Oceanwide Expeditions said on May 7 that all passengers showing symptoms have been removed from the cruise ship MV Hondius. The company reported that the three people airlifted from the vessel are now under medical care and that no symptomatic individuals remain on board. Oceanwide is tracing everyone who was on the ship and investigating possible contacts with the virus. The operator said 30 guests disembarked on Saint Helena on April 24 and have all been contacted; earlier Dutch government briefings had referred to 40 disembarked passengers whose whereabouts were initially unclear. Oceanwide is compiling a full list of people who embarked and disembarked the Hondius since March 20.
Timeline of events
– March 20: MV Hondius departs Tierra del Fuego with 149 people on board.
– April 1: Ship departs Ushuaia.
– April 6: A 70-year-old Dutch man becomes ill with fever, headache, abdominal pain and diarrhea.
– April 11: The man dies; cause initially unknown.
– April 24: Hondius docks at Saint Helena; the man’s body and his wife disembark.
– April 25: The Dutch woman and her husband’s body flown to South Africa; the woman becomes unwell during the flight and is too sick to continue to the Netherlands.
– April 26: The woman dies in a Johannesburg hospital.
– April 27: A British passenger is airlifted to Johannesburg after severe illness.
– April 28: A German passenger becomes seriously unwell.
– May 2: The German passenger dies; tests on the British patient provide the first confirmed hantavirus diagnosis.
– May 3: Hondius reaches Cape Verde with three passengers, including the ship doctor, reporting symptoms; the vessel is initially not permitted to dock.
– May 4: Hantavirus confirmed in tests on the Dutch woman who died April 26.
– May 5: Spain allows the ship to dock in Tenerife for quarantine and passenger repatriation.
– May 6: Three patients evacuated from the ship; two flown to the Netherlands and one to Düsseldorf, Germany.
– May 7: A Dutch stewardess who briefly had contact with the deceased Dutch passenger is taken to an Amsterdam hospital after feeling unwell.
Cases, deaths and testing
So far three deaths have been linked to the outbreak: an elderly Dutch couple and a German woman. Other passengers who returned to their home countries have tested positive or are being monitored. Sequencing indicates the virus matches the Andes strain of hantavirus. Argentina’s Malbrán Institute is sending Andes virus RNA to laboratories in Spain, Senegal, South Africa, the Netherlands and the UK to support up to about 2,500 diagnostic tests.
Patient transfers, hospital care and logistics
Several suspected cases were medevaced by air ambulance. Patients landed at Amsterdam Schiphol and were taken to hospitals prepared for severe infectious diseases under strict isolation and personal protective measures; at least one was destined for Leiden University Medical Center. Two patients flown to Amsterdam required a replacement air ambulance after a technical fault affected the isolation unit’s electrical support. One evacuation flight made a technical stop in Gran Canaria after Morocco refused refueling in Marrakesh; Spanish authorities permitted the stop on condition that no one boarded or disembarked.

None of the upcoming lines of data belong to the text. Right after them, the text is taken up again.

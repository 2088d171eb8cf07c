//! USB Mass Storage driver (Bulk-Only Transport protocol).
//!
//! Supports USB flash drives, external hard drives, and card readers
//! using SCSI Bulk-Only Transport (BBB) protocol.

#![allow(dead_code)]

use alloc::sync::Arc;
use alloc::vec::Vec;
use spin::Mutex;

use crate::storage::{BlockDevice, BlockDeviceId};
use crate::util::{KError, KResult};

use super::{class, EndpointDescriptor, EndpointDirection, InterfaceDescriptor};

/// USB Mass Storage Class-specific requests
#[repr(u8)]
#[derive(Debug, Clone, Copy)]
pub enum MassStorageRequest {
    GetMaxLun = 0xFE,
    BulkOnlyReset = 0xFF,
}

/// Command Block Wrapper (CBW) - 31 bytes
#[repr(C, packed)]
#[derive(Debug, Clone, Copy)]
pub struct Cbw {
    pub signature: u32,       // 0x43425355 ('USBC')
    pub tag: u32,             // Transaction tag
    pub data_transfer_length: u32, // Expected data length
    pub flags: u8,            // Direction: bit7 = 0 out, 1 in
    pub lun: u8,              // Logical unit number
    pub cb_length: u8,        // Command block length (1-16)
    pub cb: [u8; 16],         // Command block (SCSI command)
}

impl Cbw {
    pub const SIGNATURE: u32 = 0x43425355; // 'USBC'
    pub const SIZE: usize = 31;

    /// Create a new CBW
    pub fn new(tag: u32, data_length: u32, direction_in: bool, lun: u8, command: &[u8]) -> Self {
        let mut cb = [0u8; 16];
        let len = command.len().min(16);
        cb[..len].copy_from_slice(&command[..len]);

        Self {
            signature: Self::SIGNATURE,
            tag,
            data_transfer_length: data_length,
            flags: if direction_in { 0x80 } else { 0x00 },
            lun,
            cb_length: len as u8,
            cb,
        }
    }

    /// Convert to bytes
    pub fn to_bytes(&self) -> [u8; 31] {
        let mut bytes = [0u8; 31];
        bytes[0..4].copy_from_slice(&self.signature.to_le_bytes());
        bytes[4..8].copy_from_slice(&self.tag.to_le_bytes());
        bytes[8..12].copy_from_slice(&self.data_transfer_length.to_le_bytes());
        bytes[12] = self.flags;
        bytes[13] = self.lun;
        bytes[14] = self.cb_length;
        bytes[15..31].copy_from_slice(&self.cb);
        bytes
    }
}

/// Command Status Wrapper (CSW) - 13 bytes
#[repr(C, packed)]
#[derive(Debug, Clone, Copy)]
pub struct Csw {
    pub signature: u32,  // 0x53425355 ('USBS')
    pub tag: u32,        // Must match CBW tag
    pub data_residue: u32, // Difference between expected and actual data
    pub status: u8,      // 0 = passed, 1 = failed, 2 = phase error
}

impl Csw {
    pub const SIGNATURE: u32 = 0x53425355; // 'USBS'
    pub const SIZE: usize = 13;

    pub const STATUS_PASSED: u8 = 0;
    pub const STATUS_FAILED: u8 = 1;
    pub const STATUS_PHASE_ERROR: u8 = 2;

    /// Parse from bytes
    pub fn from_bytes(bytes: &[u8; 13]) -> Self {
        Self {
            signature: u32::from_le_bytes([bytes[0], bytes[1], bytes[2], bytes[3]]),
            tag: u32::from_le_bytes([bytes[4], bytes[5], bytes[6], bytes[7]]),
            data_residue: u32::from_le_bytes([bytes[8], bytes[9], bytes[10], bytes[11]]),
            status: bytes[12],
        }
    }

    pub fn is_valid(&self, expected_tag: u32) -> bool {
        self.signature == Self::SIGNATURE && self.tag == expected_tag
    }

    pub fn is_success(&self) -> bool {
        self.status == Self::STATUS_PASSED
    }
}

/// SCSI Commands
pub mod scsi {
    pub const TEST_UNIT_READY: u8 = 0x00;
    pub const REQUEST_SENSE: u8 = 0x03;
    pub const INQUIRY: u8 = 0x12;
    pub const MODE_SENSE_6: u8 = 0x1A;
    pub const START_STOP_UNIT: u8 = 0x1B;
    pub const PREVENT_ALLOW_MEDIUM_REMOVAL: u8 = 0x1E;
    pub const READ_CAPACITY_10: u8 = 0x25;
    pub const READ_10: u8 = 0x28;
    pub const WRITE_10: u8 = 0x2A;
    pub const VERIFY_10: u8 = 0x2F;
    pub const MODE_SENSE_10: u8 = 0x5A;
    pub const READ_CAPACITY_16: u8 = 0x9E;
    pub const READ_16: u8 = 0x88;
    pub const WRITE_16: u8 = 0x8A;
}

/// SCSI INQUIRY response
#[repr(C, packed)]
#[derive(Debug, Clone, Copy)]
pub struct InquiryResponse {
    pub peripheral_info: u8, // bits 0-4: device type, bits 5-7: qualifier
    pub removable: u8,       // bit 7: removable
    pub version: u8,
    pub response_format: u8,
    pub additional_length: u8,
    pub flags: [u8; 3],
    pub vendor_id: [u8; 8],
    pub product_id: [u8; 16],
    pub product_revision: [u8; 4],
}

impl InquiryResponse {
    pub fn device_type(&self) -> u8 {
        self.peripheral_info & 0x1F
    }

    pub fn is_removable(&self) -> bool {
        (self.removable & 0x80) != 0
    }

    pub fn vendor(&self) -> &str {
        core::str::from_utf8(&self.vendor_id)
            .unwrap_or("")
            .trim()
    }

    pub fn product(&self) -> &str {
        core::str::from_utf8(&self.product_id)
            .unwrap_or("")
            .trim()
    }
}

/// READ CAPACITY (10) response
#[repr(C, packed)]
#[derive(Debug, Clone, Copy)]
pub struct ReadCapacity10Response {
    pub last_lba: u32,     // Big-endian
    pub block_size: u32,   // Big-endian
}

impl ReadCapacity10Response {
    pub fn from_bytes(bytes: &[u8; 8]) -> Self {
        Self {
            last_lba: u32::from_be_bytes([bytes[0], bytes[1], bytes[2], bytes[3]]),
            block_size: u32::from_be_bytes([bytes[4], bytes[5], bytes[6], bytes[7]]),
        }
    }

    pub fn total_blocks(&self) -> u64 {
        (self.last_lba as u64) + 1
    }
}

/// USB Mass Storage device
#[derive(Debug)]
pub struct MassStorageDevice {
    pub address: u8,
    pub interface_number: u8,
    pub bulk_in_endpoint: u8,
    pub bulk_out_endpoint: u8,
    pub max_packet_size: u16,
    pub max_lun: u8,
    pub block_size: u32,
    pub total_blocks: u64,
    pub tag: Mutex<u32>,
}
//! HTTP/1.1 Client
//!
//! Simple HTTP client for making GET and POST requests.

#![allow(dead_code)]

use alloc::string::{String, ToString};
use alloc::vec::Vec;
use alloc::format;

use super::tcp::{self, TcpConnKey};
use super::dns;
use crate::util::{KError, KResult};

/// HTTP Methods
#[derive(Debug, Clone, Copy, PartialEq, Eq)]
pub enum HttpMethod {
    Get,
    Post,
    Put,
    Delete,
    Head,
}

impl HttpMethod {
    pub fn as_str(&self) -> &'static str {
        match self {
            HttpMethod::Get => "GET",
            HttpMethod::Post => "POST",
            HttpMethod::Put => "PUT",
            HttpMethod::Delete => "DELETE",
            HttpMethod::Head => "HEAD",
        }
    }
}

/// HTTP Response
#[derive(Debug)]
pub struct HttpResponse {
    pub status_code: u16,
    pub status_text: String,
    pub headers: Vec<(String, String)>,
    pub body: Vec<u8>,
}

impl HttpResponse {
    /// Get a header value by name (case-insensitive)
    pub fn get_header(&self, name: &str) -> Option<&str> {
        let name_lower = name.to_ascii_lowercase();
        for (key, value) in &self.headers {
            if key.to_ascii_lowercase() == name_lower {
                return Some(value.as_str());
            }
        }
        None
    }

    /// Get Content-Length header
    pub fn content_length(&self) -> Option<usize> {
        self.get_header("Content-Length")
            .and_then(|s| s.parse().ok())
    }

    /// Get body as string (assuming UTF-8)
    pub fn body_as_string(&self) -> String {
        String::from_utf8_lossy(&self.body).into_owned()
    }
}

/// Parsed URL
#[derive(Debug)]
pub struct Url {
    pub scheme: String,
    pub host: String,
    pub port: u16,
    pub path: String,
}

impl Url {
    /// Parse a URL string
    pub fn parse(url: &str) -> KResult<Self> {
        let mut rest = url;

        // Parse scheme
        let scheme = if rest.starts_with("http://") {
            rest = &rest[7..];
            "http".into()
        } else if rest.starts_with("https://") {
            rest = &rest[8..];
            "https".into()
        } else {
            "http".into()
        };

        // Parse host and port
        let (host_port, path) = if let Some(idx) = rest.find('/') {
            (&rest[..idx], &rest[idx..])
        } else {
            (rest, "/")
        };

        let (host, port) = if let Some(idx) = host_port.rfind(':') {
            let h = &host_port[..idx];
            let p = host_port[idx + 1..].parse().unwrap_or(80);
            (h.into(), p)
        } else {
            let default_port = if scheme == "https" { 443 } else { 80 };
            (host_port.into(), default_port)
        };

        Ok(Self {
            scheme,
            host,
            port,
            path: path.into(),
        })
    }
}

/// HTTP Client
pub struct HttpClient {
    conn: Option<TcpConnKey>,
    host: String,
    port: u16,
}

impl HttpClient {
    /// Create a new HTTP client
    pub fn new() -> Self {
        Self {
            conn: None,
            host: String::new(),
            port: 80,
        }
    }

    /// Connect to a server
    pub fn connect(&mut self, host: &str, port: u16) -> KResult<()> {
        // Resolve hostname to IP
        let ip = dns::resolve(host)?;

        // Connect via TCP
        let conn = tcp::connect(ip, port)?;

        self.conn = Some(conn);
        self.host = host.into();
        self.port = port;

        Ok(())
    }

    /// Disconnect from server
    pub fn disconnect(&mut self) {
        if let Some(ref key) = self.conn {
            let _ = tcp::close(key);
        }
        self.conn = None;
    }

    /// Send an HTTP request and receive response
    pub fn request(
        &mut self,
        method: HttpMethod,
        path: &str,
        headers: &[(&str, &str)],
        body: Option<&[u8]>,
    ) -> KResult<HttpResponse> {
        let conn = self.conn.as_ref().ok_or(KError::NotSupported)?;

        // Build request
        let mut request = format!(
            "{} {} HTTP/1.1\r\nHost: {}\r\nConnection: keep-alive\r\nUser-Agent: StenzelOS/1.0\r\n",
            method.as_str(),
            path,
            self.host
        );

        // Add custom headers
        for (name, value) in headers {
            request.push_str(&format!("{}: {}\r\n", name, value));
        }

        // Add Content-Length for body
        if let Some(body) = body {
            request.push_str(&format!("Content-Length: {}\r\n", body.len()));
        }

        // End headers
        request.push_str("\r\n");

        // Send request header
        tcp::send(conn, request.as_bytes())?;

        // Send body if present
        if let Some(body) = body {
            tcp::send(conn, body)?;
        }

        // Receive response
        self.receive_response(conn)
    }

    /// Receive and parse HTTP response
    fn receive_response(&self, conn: &TcpConnKey) -> KResult<HttpResponse> {
        let mut response_data = Vec::with_capacity(4096);
        let mut buf = [0u8; 1024];

        // Receive data with timeout
        let timeout = 10000; // 10 seconds worth of iterations
        let mut iterations = 0;

        loop {
            // Poll network
            super::poll();

            // Try to read data
            let n = tcp::recv(conn, &mut buf)?;
            if n > 0 {
                response_data.extend_from_slice(&buf[..n]);
                iterations = 0; // Reset timeout on data received

                // Check if we have complete headers
                if let Some(header_end) = find_header_end(&response_data) {
                    // Parse headers
                    let (status_code, status_text, headers) = parse_headers(&response_data[..header_end])?;

                    // Calculate body start
                    let body_start = header_end + 4; // Skip \r\n\r\n

                    // Determine how much body to read
                    let content_length = headers.iter()
                        .find(|(k, _)| k.to_ascii_lowercase() == "content-length")
                        .and_then(|(_, v)| v.parse().ok())
                        .unwrap_or(0);

                    let is_chunked = headers.iter()
                        .any(|(k, v)| k.to_ascii_lowercase() == "transfer-encoding" &&
                                      v.to_ascii_lowercase().contains("chunked"));

                    // Read body
                    let body = if is_chunked {
                        // Read chunked body
                        read_chunked_body(&response_data[body_start..], conn)?
                    } else if content_length > 0 {
                        // Read fixed-length body
                        read_fixed_body(&response_data[body_start..], content_length, conn)?
                    } else {
                        // No body
                        Vec::new()
                    };

                    return Ok(HttpResponse {
                        status_code,
                        status_text,
                        headers,
                        body,
                    });
                }
            }

            iterations += 1;
            if iterations > timeout {
                break;
            }

            // Small delay
            for _ in 0..1000 {
                core::hint::spin_loop();
            }
        }

        Err(KError::NotSupported) // Timeout
    }

    /// Perform a GET request
    pub fn get(&mut self, url: &str) -> KResult<HttpResponse> {
        let parsed = Url::parse(url)?;

        // Connect if needed
        if self.conn.is_none() || self.host != parsed.host || self.port != parsed.port {
            self.disconnect();
            self.connect(&parsed.host, parsed.port)?;
        }

        self.request(HttpMethod::Get, &parsed.path, &[], None)
    }

    /// Perform a POST request
    pub fn post(&mut self, url: &str, content_type: &str, body: &[u8]) -> KResult<HttpResponse> {
        let parsed = Url::parse(url)?;

        // Connect if needed
        if self.conn.is_none() || self.host != parsed.host || self.port != parsed.port {
            self.disconnect();
            self.connect(&parsed.host, parsed.port)?;
        }

        self.request(
            HttpMethod::Post,
            &parsed.path,
            &[("Content-Type", content_type)],
            Some(body),
        )
    }
}

impl Drop for HttpClient {
    fn drop(&mut self) {
        self.disconnect();
    }
}

/// Find the end of HTTP headers (\r\n\r\n)
fn find_header_end(data: &[u8]) -> Option<usize> {
    for i in 0..data.len().saturating_sub(3) {
        if &data[i..i + 4] == b"\r\n\r\n" {
            return Some(i);
        }
    }
    None
}

/// Parse HTTP response headers
fn parse_headers(data: &[u8]) -> KResult<(u16, String, Vec<(String, String)>)> {
    let text = core::str::from_utf8(data).map_err(|_| KError::Invalid)?;
    let mut lines = text.lines();

    // Parse status line: HTTP/1.1 200 OK
    let status_line = lines.next().ok_or(KError::Invalid)?;
    let mut parts = status_line.split_whitespace();

    let _version = parts.next().ok_or(KError::Invalid)?;
    let status_code: u16 = parts.next()
        .ok_or(KError::Invalid)?
        .parse()
        .map_err(|_| KError::Invalid)?;
    let status_text: String = parts.collect::<Vec<_>>().join(" ");

    // Parse headers
    let mut headers = Vec::new();
    for line in lines {
        if line.is_empty() {
            break;
        }
        if let Some(idx) = line.find(':') {
            let name = line[..idx].trim().to_string();
            let value = line[idx + 1..].trim().to_string();
            headers.push((name, value));
        }
    }

    Ok((status_code, status_text, headers))
}

/// Read fixed-length body
fn read_fixed_body(initial: &[u8], length: usize, conn: &TcpConnKey) -> KResult<Vec<u8>> {
    let mut body = initial.to_vec();

    // Read remaining bytes
    let mut buf = [0u8; 1024];
    let timeout = 5000;
    let mut iterations = 0;

    while body.len() < length {
        super::poll();

        let n = tcp::recv(conn, &mut buf)?;
        if n > 0 {
            body.extend_from_slice(&buf[..n]);
            iterations = 0;
        }

        iterations += 1;
        if iterations > timeout {
            break;
        }

        for _ in 0..1000 {
            core::hint::spin_loop();
        }
    }

    // Truncate to exact length
    body.truncate(length);
    Ok(body)
}

/// Read chunked transfer-encoded body
fn read_chunked_body(initial: &[u8], conn: &TcpConnKey) -> KResult<Vec<u8>> {
    let mut data = initial.to_vec();
    let mut body = Vec::new();
    let mut buf = [0u8; 1024];
    let timeout = 5000;

    loop {
        // Read more data if needed
        let mut iterations = 0;
        while !has_complete_chunk(&data) && iterations < timeout {
            super::poll();

            let n = tcp::recv(conn, &mut buf)?;
            if n > 0 {
                data.extend_from_slice(&buf[..n]);
                iterations = 0;
            }

            iterations += 1;
            for _ in 0..1000 {
                core::hint::spin_loop();
            }
        }

        // Parse chunk size
        let line_end = data.iter().position(|&b| b == b'\n').ok_or(KError::Invalid)?;
        let size_line = core::str::from_utf8(&data[..line_end])
            .map_err(|_| KError::Invalid)?
            .trim();

        // Parse hex chunk size
        let chunk_size = usize::from_str_radix(size_line.trim_end_matches('\r'), 16)
            .map_err(|_| KError::Invalid)?;

        if chunk_size == 0 {
            break; // End of chunked data
        }

        // Extract chunk data
        let chunk_start = line_end + 1;
        let chunk_end = chunk_start + chunk_size;

        if data.len() < chunk_end + 2 {
            // Need more data
            continue;
        }

        body.extend_from_slice(&data[chunk_start..chunk_end]);

        // Remove processed chunk (including trailing \r\n)
        data.drain(..chunk_end + 2);
    }

    Ok(body)
}

/// Check if we have a complete chunk in the buffer
fn has_complete_chunk(data: &[u8]) -> bool {
    // Find the chunk size line
    if let Some(line_end) = data.iter().position(|&b| b == b'\n') {
        if let Ok(size_str) = core::str::from_utf8(&data[..line_end]) {
            if let Ok(size) = usize::from_str_radix(size_str.trim(), 16) {
                return data.len() >= line_end + 1 + size + 2;
            }
        }
    }
    false
}

// ============================================================================
// Convenience functions
// ============================================================================

/// Perform a simple HTTP GET request
pub fn get(url: &str) -> KResult<HttpResponse> {
    let mut client = HttpClient::new();
    client.get(url)
}

/// Perform a simple HTTP POST request
pub fn post(url: &str, content_type: &str, body: &[u8]) -> KResult<HttpResponse> {
    let mut client = HttpClient::new();
    client.post(url, content_type, body)
}

/// Download a URL and return the body as bytes
pub fn download(url: &str) -> KResult<Vec<u8>> {
    let response = get(url)?;
    if response.status_code >= 200 && response.status_code < 300 {
        Ok(response.body)
    } else {
        Err(KError::NotSupported)
    }
}

/// Download a URL and return the body as a string
pub fn download_string(url: &str) -> KResult<String> {
    let response = get(url)?;
    if response.status_code >= 200 && response.status_code < 300 {
        Ok(response.body_as_string())
    } else {
        Err(KError::NotSupported)
    }
}

/// Initialize HTTP subsystem
pub fn init() {
    crate::kprintln!("http: initialized");
}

Precautionary monitoring and contact tracing
A Dutch stewardess who had brief contact with the deceased passenger is isolated and being tested in Amsterdam. An asymptomatic person who had contact with infected individuals was taken to University Hospital Düsseldorf’s infectious diseases unit for precautionary evaluation. The UK Health Security Agency advised two British nationals who returned independently to self-isolate; neither reported symptoms. The U.S. Centers for Disease Control is monitoring American passengers and described the overall public risk as very low, noting hantavirus typically requires close or prolonged exposure and is not spread by people without symptoms.
International response and investigations
Argentina will send technical teams to Ushuaia to trap and test rodents in areas connected to the voyage. Argentina’s health ministry noted there have been no recorded hantavirus cases in Tierra del Fuego province since mandatory reporting began in 1996. The World Health Organization has said global risk is low and cautioned against equating this event with the early COVID-19 pandemic; while human-to-human transmission of the Andes strain can occur, it generally requires prolonged close contact and is considered uncommon. Public health experts stress containment via isolation, contact tracing and quarantine.
Ship movements and next steps
After leaving Cape Verde, MV Hondius set course for Tenerife, a three- to four-day voyage, with Spanish authorities agreeing to allow the ship to dock for quarantine and passenger repatriation once local arrangements are in place. Health agencies and authorities continue contact tracing, testing and monitoring of passengers and crew who boarded or left the ship during the voyage that began March 20.